С чужих слов о его московской жизни писала Любовь Красина: «Рано утром он спешил на работу из бывшего отеля „Метрополь“, легко узнаваемый издалека по высокой, прямой фигуре и целеустремленной походке; он всегда носил с собой толстый портфель, набитый бумагами, и на работе, в неуютном, бедно обставленном кабинете, перекусывал черным хлебом и икрой плюс непременный самовар с чаем. Мне говорили, что он погрузился в дела и спит всего по пять-шесть часов. Временами он проводил за работой по нескольку дней, не выходя из здания. В начале 1919 года Красина навестила приемная дочь (Нина Окс. — В. Э.). Она увидела его сидящим в кабинете в меховой шубе и шапке, поскольку стояли сильные морозы и не было топлива, чтобы затопить печь».

Не успев еще обжиться в Москве, Красин получил от Ленина новое задание. После подписания Брестского мира между сторонами остались неурегулированные вопросы; кроме того, они периодически обвиняли друг друга в нарушении демаркационной линии. Главным предметом спора, как водится, была Украина, формально независимая, но оккупированная немецкими войсками. Немцы с радостью бросились вывозить оттуда хлеб и другие продукты, а когда украинская Центральная рада стала противиться этому, свергли ее и посадили в Киеве своего ставленника — гетмана Скоропадского. Против украинских и немецких частей сражались повстанцы, среди которых было немало большевиков; обвиняя Москву в их поддержке, кайзеровское правительство постоянно угрожало возобновить наступление. Одновременно оно пыталось наладить отношения с большевиками, все еще считая их власть наилучшим для себя вариантом. 23 апреля в Берлин выехал Иоффе, а в Москву — немецкий посол граф Мирбах. На 15 мая были намечены переговоры об экономическом и финансовом сотрудничестве двух стран в Берлине. Красину предложили в них участвовать, но сначала он попросил, как и в прошлый раз, отпустить его к семье в Швецию.
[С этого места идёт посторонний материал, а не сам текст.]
/*!
 * Transport layer — how messages travel to and from the backend.
 *
 * The endpoint only assumes a bidirectional, message-oriented connection
 * with ordered text delivery and an open/close lifecycle. That contract is
 * the `Transport` trait plus the `TransportEvent` stream; `ws` provides
 * the real WebSocket implementation.
 */

pub mod ws;

pub use ws::WsTransport;

use crate::error::TransportError;

/**
 * The outbound half of a connection, as seen by the endpoint.
 *
 * Implementations deliver their inbound half as a FIFO stream of
 * `TransportEvent`s (see `WsTransport::events`); tests substitute a
 * recording mock.
 */
pub trait Transport {
    /// Transmits one text message.
    fn send_text(&mut self, text: &str) -> Result<(), TransportError>;

    /// Requests connection closure. Infallible — a connection that is
    /// already gone has nothing left to close.
    fn close(&mut self);
}

/**
 * Lifecycle and message events delivered by a transport, in the order the
 * connection produced them.
 */
#[derive(Clone, Debug, PartialEq, Eq)]
pub enum TransportEvent {
    /// The connection is established and ready to carry messages.
    Opened,

    /// One inbound text message.
    Message(String),

    /// The connection closed (either side).
    Closed,

    /// The connection failed. No further events follow.
    Error(String),
}
/*!
 * DodoCaptcha client SDK.
 *
 * This crate is the client-side endpoint of the DodoCaptcha verification
 * protocol: a small challenge/response exchange carried over a persistent
 * WebSocket connection. The endpoint tracks two pieces of server-asserted
 * state — the current challenge markup and the current verification token —
 * and fans out every change to attached observers.
 *
 * # Module structure
 *
 * - `protocol/` — what goes over the wire: message kinds and the JSON codec
 * - `transport/` — how it travels: the `Transport` seam, WebSocket worker
 * - `observer` — the change-notification registry
 * - `client` — the protocol endpoint: state machine, callbacks, lifecycle
 *
 * # Example
 * ```ignore
 * use std::rc::Rc;
 * use dodo_captcha::{CaptchaClient, Options, WsTransport};
 *
 * let transport = WsTransport::connect("ws://localhost:8080")?;
 * let events = transport.events().clone();
 *
 * let mut client = CaptchaClient::new(transport, Options {
 *     fetch_on_open: true,
 *     verification_callback: Some(Rc::new(|ok| println!("verified: {ok}"))),
 *     ..Default::default()
 * });
 *
 * client.observer().attach(Rc::new(|html, token| {
 *     println!("challenge: {html:?}, token: {token:?}");
 * }));
 * client.add_message_listener();
 *
 * while let Ok(event) = events.recv() {
 *     client.handle_event(event)?;
 * }
 * ```
 */

mod client;
mod error;
mod observer;
mod protocol;
mod transport;

// ---------------------------------------------------------------------------
// Re-exports
// ---------------------------------------------------------------------------

pub use client::{CaptchaClient, Options};
pub use error::{ClientError, TransportError};
pub use observer::{CaptchaObserver, Observer};
pub use protocol::types::{CaptchaMessage, MessageType};
pub use transport::{Transport, TransportEvent, WsTransport};
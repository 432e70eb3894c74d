use std::env;
use std::process::Command;

fn main() {
    println!("cargo:rerun-if-changed=build.rs");
    println!("cargo:rerun-if-env-changed=GITHUB_SHA");

    let commit_full = env::var("GITHUB_SHA").ok().filter(|v| !v.is_empty());
    let commit_full = commit_full.or_else(|| run_git(&["rev-parse", "HEAD"]));
    let commit_full = commit_full.unwrap_or_else(|| "unknown".to_string());

    let commit_short = if commit_full != "unknown" {
        shorten_commit(&commit_full)
    } else {
        run_git(&["rev-parse", "--short", "HEAD"]).unwrap_or_else(|| "unknown".to_string())
    };

    let build_date =
        run_git(&["log", "-1", "--format=%cI"]).unwrap_or_else(|| "unknown".to_string());

    println!("cargo:rustc-env=PPPLINK_BUILD_COMMIT={}", commit_short);
    println!("cargo:rustc-env=PPPLINK_BUILD_DATE={}", build_date);
}

fn run_git(args: &[&str]) -> Option<String> {
    let output = Command::new("git").args(args).output().ok()?;
    if !output.status.success() {
        return None;
    }
    let value = String::from_utf8_lossy(&output.stdout).trim().to_string();
    if value.is_empty() { None } else { Some(value) }
}

fn shorten_commit(full: &str) -> String {
    let len = full.len().min(7);
    full.chars().take(len).collect()
}
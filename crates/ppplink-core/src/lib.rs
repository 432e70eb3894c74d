//! PPP link-layer framing core.
//!
//! This crate implements demultiplexing and framing support for a
//! point-to-point encapsulation scheme: a protocol registry mapping
//! 16-bit DLL protocol numbers to named records and downstream
//! dispatch targets, a header codec that renders the fixed 4-byte
//! header to diagnostic text and parses textual protocol
//! specifications into wire bytes, and a rewrite builder producing the
//! static header template prepended to outgoing packets. The per-packet
//! pipeline, interface lifecycle, and link negotiation (LCP/NCP) are
//! external collaborators.
//!
//! Invariants:
//! - Protocol ids and names are each unique; the registry is
//!   append-only and read-only after startup.
//! - The protocol field is network byte order on the wire and host
//!   order everywhere else; each boundary documents which it carries.
//! - Codec and rewrite builder are pure; no I/O, no shared mutable
//!   state beyond registry reads.
//!
//! Version française (résumé):
//! Cette crate fournit le cœur de trame PPP : registre de protocoles
//! (index par id et par nom), codec d'en-tête (texte de diagnostic et
//! analyse de spécifications), et constructeur de gabarits d'émission.
//! Le registre est construit au démarrage puis en lecture seule.
//!
//! # Examples
//! ```
//! use ppplink_core::{LinkType, ProtocolRegistry, build_rewrite, format_header_with_length};
//!
//! let registry = ProtocolRegistry::with_default_protocols()?;
//! let rewrite = build_rewrite(LinkType::Ip4)?;
//! assert_eq!(format_header_with_length(&registry, &rewrite, 0), "PPP ip4");
//! # Ok::<(), Box<dyn std::error::Error>>(())
//! ```

mod class;
pub mod ppp;
mod registry;
mod rewrite;

pub use class::{InterfaceClass, PppInterfaceClass};
pub use ppp::{
    HeaderError, ParseError, PppHeader, TRUNCATED_MARKER, format_header,
    format_header_with_length, format_protocol, parse_protocol, parse_protocol_net,
    unformat_header,
};
pub use registry::{
    DispatchTarget, PayloadFormatter, ProtocolRecord, ProtocolRegistry, ProtocolResolver,
    ProtocolSummary, RegistryError,
};
pub use rewrite::{LinkType, RewriteError, build_rewrite};
use std::process::ExitCode;

use anyhow::{Context, Result};
use clap::{Parser, Subcommand};
use ppplink_core::{
    LinkType, ProtocolRegistry, build_rewrite, format_header_with_length, unformat_header,
};

const LONG_VERSION: &str = concat!(
    env!("CARGO_PKG_VERSION"),
    " (commit ",
    env!("PPPLINK_BUILD_COMMIT"),
    ", ",
    env!("PPPLINK_BUILD_DATE"),
    ")"
);

#[derive(Parser, Debug)]
#[command(name = "ppplink")]
#[command(version, long_version = LONG_VERSION)]
#[command(
    about = "Inspect and build PPP link-layer framing headers.",
    long_about = None,
    after_help = "Examples:\n  ppplink protocols list --pretty\n  ppplink header build ip4\n  ppplink header decode ff030021\n  ppplink rewrite ip6"
)]
struct Cli {
    #[command(subcommand)]
    command: Commands,
}

#[derive(Subcommand, Debug)]
enum Commands {
    /// Operations on the protocol registry.
    Protocols {
        #[command(subcommand)]
        command: ProtocolsCommands,
    },
    /// Build or decode PPP framing headers.
    Header {
        #[command(subcommand)]
        command: HeaderCommands,
    },
    /// Print the static rewrite template for an upper-layer type.
    Rewrite {
        /// Upper-layer type: ip4, ip6, mpls-unicast, ethernet, arp
        link_type: String,
    },
}

#[derive(Subcommand, Debug)]
enum ProtocolsCommands {
    /// List the registered protocols as JSON.
    List {
        /// Pretty-print JSON output
        #[arg(long)]
        pretty: bool,
    },
}

#[derive(Subcommand, Debug)]
enum HeaderCommands {
    /// Build header bytes from a protocol spec (name, decimal, or 0x hex).
    Build {
        /// Protocol specification, e.g. "ip4", "0x21", "33"
        spec: String,
    },
    /// Decode header bytes given as hex and print the diagnostic text.
    Decode {
        /// Header bytes as hex, e.g. "ff030021" or "ff:03:00:21"
        hex: String,
    },
}

fn main() -> ExitCode {
    let cli = Cli::parse();

    let result = match cli.command {
        Commands::Protocols { command } => match command {
            ProtocolsCommands::List { pretty } => cmd_protocols_list(pretty),
        },
        Commands::Header { command } => match command {
            HeaderCommands::Build { spec } => cmd_header_build(&spec),
            HeaderCommands::Decode { hex } => cmd_header_decode(&hex),
        },
        Commands::Rewrite { link_type } => cmd_rewrite(&link_type),
    };

    match result {
        Ok(()) => ExitCode::SUCCESS,
        Err(err) => {
            eprintln!("error: {}", err.message);
            if let Some(hint) = err.hint {
                eprintln!("hint: {}", hint);
            }
            ExitCode::from(2)
        }
    }
}

#[derive(Debug)]
struct CliError {
    message: String,
    hint: Option<String>,
}

impl CliError {
    fn new(message: impl Into<String>, hint: Option<String>) -> Self {
        Self {
            message: message.into(),
            hint,
        }
    }
}

impl std::fmt::Display for CliError {
    fn fmt(&self, f: &mut std::fmt::Formatter<'_>) -> std::fmt::Result {
        write!(f, "{}", self.message)
    }
}

impl std::error::Error for CliError {}

impl From<anyhow::Error> for CliError {
    fn from(err: anyhow::Error) -> Self {
        CliError::new(err.to_string(), None)
    }
}

fn default_registry() -> Result<ProtocolRegistry, CliError> {
    ProtocolRegistry::with_default_protocols()
        .map_err(|err| CliError::new(format!("registry initialization failed: {}", err), None))
}

fn cmd_protocols_list(pretty: bool) -> Result<(), CliError> {
    let registry = default_registry()?;
    let summaries = registry.summaries();
    let json = if pretty {
        serde_json::to_string_pretty(&summaries)
    } else {
        serde_json::to_string(&summaries)
    };
    let json: Result<String> = json.context("JSON serialization failed");
    println!("{}", json?);
    Ok(())
}

fn cmd_header_build(spec: &str) -> Result<(), CliError> {
    let registry = default_registry()?;
    let mut out = Vec::new();
    unformat_header(&registry, spec, &mut out).map_err(|err| {
        CliError::new(
            err.to_string(),
            Some("use a registered name, a decimal in 0..=65535, or 0x hex".to_string()),
        )
    })?;
    println!("{}", to_hex(&out));
    Ok(())
}

fn cmd_header_decode(hex: &str) -> Result<(), CliError> {
    let registry = default_registry()?;
    let bytes = parse_hex_bytes(hex)?;
    println!(
        "{}",
        format_header_with_length(&registry, &bytes, bytes.len())
    );
    Ok(())
}

fn cmd_rewrite(link_type: &str) -> Result<(), CliError> {
    let link = parse_link_type(link_type)?;
    let rewrite = build_rewrite(link).map_err(|err| {
        CliError::new(
            err.to_string(),
            Some("PPP encapsulates ip4, ip6, and mpls-unicast".to_string()),
        )
    })?;
    println!("{}", to_hex(&rewrite));
    Ok(())
}

fn parse_link_type(input: &str) -> Result<LinkType, CliError> {
    match input.to_ascii_lowercase().as_str() {
        "ip4" => Ok(LinkType::Ip4),
        "ip6" => Ok(LinkType::Ip6),
        "mpls-unicast" | "mpls_unicast" => Ok(LinkType::MplsUnicast),
        "ethernet" => Ok(LinkType::Ethernet),
        "arp" => Ok(LinkType::Arp),
        other => Err(CliError::new(
            format!("unknown link type '{}'", other),
            Some("expected ip4, ip6, mpls-unicast, ethernet, or arp".to_string()),
        )),
    }
}

fn parse_hex_bytes(input: &str) -> Result<Vec<u8>, CliError> {
    let cleaned: String = input
        .chars()
        .filter(|c| !c.is_ascii_whitespace() && *c != ':')
        .collect();
    if !cleaned.chars().all(|c| c.is_ascii_hexdigit()) {
        return Err(CliError::new(
            format!("invalid hex input '{}'", input),
            Some("expected hex digits only, optionally ':'-separated".to_string()),
        ));
    }
    if cleaned.is_empty() || cleaned.len() % 2 != 0 {
        return Err(CliError::new(
            format!("invalid hex input '{}'", input),
            Some("expected an even number of hex digits".to_string()),
        ));
    }

    let mut bytes = Vec::with_capacity(cleaned.len() / 2);
    for chunk in cleaned.as_bytes().chunks(2) {
        let high = (chunk[0] as char).to_digit(16).unwrap_or(0) as u8;
        let low = (chunk[1] as char).to_digit(16).unwrap_or(0) as u8;
        bytes.push(high << 4 | low);
    }
    Ok(bytes)
}

fn to_hex(bytes: &[u8]) -> String {
    bytes.iter().map(|b| format!("{:02x}", b)).collect()
}
use assert_cmd::Command;
use predicates::prelude::PredicateBooleanExt;
use predicates::str::contains;
use serde_json::Value;

fn cmd() -> Command {
    Command::new(assert_cmd::cargo::cargo_bin!("ppplink"))
}

#[test]
fn help_covers_subcommands() {
    cmd().arg("--help").assert().success();
    cmd().arg("header").arg("--help").assert().success();
    cmd().arg("protocols").arg("--help").assert().success();
}

#[test]
fn protocols_list_outputs_json() {
    let assert = cmd().arg("protocols").arg("list").assert().success();
    let stdout = String::from_utf8(assert.get_output().stdout.clone()).expect("utf8 stdout");
    let value: Value = serde_json::from_str(&stdout).expect("valid json");
    let rows = value.as_array().expect("json array");
    assert!(rows.iter().any(|row| row["name"] == "ip4"));
    assert!(rows.iter().any(|row| row["name"] == "mpls_unicast"));
}

#[test]
fn header_build_emits_wire_bytes() {
    cmd()
        .arg("header")
        .arg("build")
        .arg("ip4")
        .assert()
        .success()
        .stdout(contains("ff030021"));

    cmd()
        .arg("header")
        .arg("build")
        .arg("0xbeef")
        .assert()
        .success()
        .stdout(contains("ff03beef"));
}

#[test]
fn header_build_rejects_out_of_range() {
    cmd()
        .arg("header")
        .arg("build")
        .arg("70000")
        .assert()
        .failure()
        .stderr(contains("error:").and(contains("hint:")));
}

#[test]
fn header_decode_formats_text() {
    cmd()
        .arg("header")
        .arg("decode")
        .arg("ff030021")
        .assert()
        .success()
        .stdout(contains("PPP ip4"));

    cmd()
        .arg("header")
        .arg("decode")
        .arg("ff:03:00:57")
        .assert()
        .success()
        .stdout(contains("PPP ip6"));
}

#[test]
fn header_decode_short_input_reports_truncation() {
    cmd()
        .arg("header")
        .arg("decode")
        .arg("ff03")
        .assert()
        .success()
        .stdout(contains("ppp header truncated"));
}

#[test]
fn header_decode_invalid_hex_fails_with_hint() {
    cmd()
        .arg("header")
        .arg("decode")
        .arg("zz03")
        .assert()
        .failure()
        .stderr(contains("error:").and(contains("hint:")));
}

#[test]
fn rewrite_prints_template() {
    cmd()
        .arg("rewrite")
        .arg("ip6")
        .assert()
        .success()
        .stdout(contains("ff030057"));
}

#[test]
fn rewrite_unsupported_link_type_fails() {
    cmd()
        .arg("rewrite")
        .arg("ethernet")
        .assert()
        .failure()
        .stderr(contains("no PPP encapsulation").and(contains("hint:")));
}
Двадцать первого мая он впервые с начала войны посетил немецкую столицу и был шокирован: «Берлин на меня произвел ошеломляющее впечатление в смысле упадка, мерзости и запустения! Невероятно, чтобы такой блестевший чистотой, светом, порядком город мог до такой степени упасть. <…> Все люди выглядят какими-то нищими, сброшенными (так в тексте. — В. Э.), с унылыми лицами, много в трауре. Улицы опустели на две трети против довоенного времени. Вообще, мое впечатление такое, что Берлин больше пал и опустился, чем Петербург и Москва». Переговоры начались в тревожной обстановке: фактически нарушив условия мира, немецкие войска захватили Крым, взяли Ростов и угрожали Баку, где были сосредоточены запасы нефти. В письме жене Красин сообщал: «Когда меня Гёрц повел по разным знатным немцам, я открыл словесную с ними драку и в очень определенной форме доказывал им всю глупость политики их военщины». Со своими бывшими начальниками Г. Гёрцем и В. фон Сименсом он нашел взаимопонимание довольно быстро — они согласились получить за свои российские предприятия компенсацию вместо того, чтобы «брать дело при таком развале».